■ REQUIRED WORK ■
Pull every line that holds the word "email" from the entries.

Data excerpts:
'''
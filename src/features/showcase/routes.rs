use std::sync::Arc;

use axum::{routing::get, Router};

use crate::features::showcase::handlers;
use crate::features::showcase::services::ShowcaseService;

/// Create routes for the showcase feature
pub fn routes(service: Arc<ShowcaseService>) -> Router {
    Router::new()
        .route("/api/showcase", get(handlers::get_showcase))
        .with_state(service)
}
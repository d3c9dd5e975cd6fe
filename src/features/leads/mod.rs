//! Lead intake feature for the event booking form.
//!
//! Visitors submit the contact form on the marketing site; accepted leads are
//! forwarded to the owner by email. Nothing is stored.
//!
//! ## Endpoints
//!
//! | Method | Endpoint | Auth | Description |
//! |--------|----------|------|-------------|
//! | POST | `/api/lead` | No | Submit lead form (form-encoded) |
//!
//! ## Outcomes
//!
//! | Condition | Response |
//! |-----------|----------|
//! | Honeypot `company` filled | 200 `OK`, dropped silently |
//! | Validation failure | 400 `Invalid input` |
//! | Missing email settings | 500 `Server configuration error` |
//! | Delivered or delivery failed | 303 to `/thanks` |

pub mod dtos;
pub mod handlers;
pub mod models;
pub mod routes;
pub mod services;

pub use services::LeadService;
'''
■ REPLY ■
//! forwarded to the owner by email. Nothing is stored.
//! | Missing email settings | 500 `Server configuration error` |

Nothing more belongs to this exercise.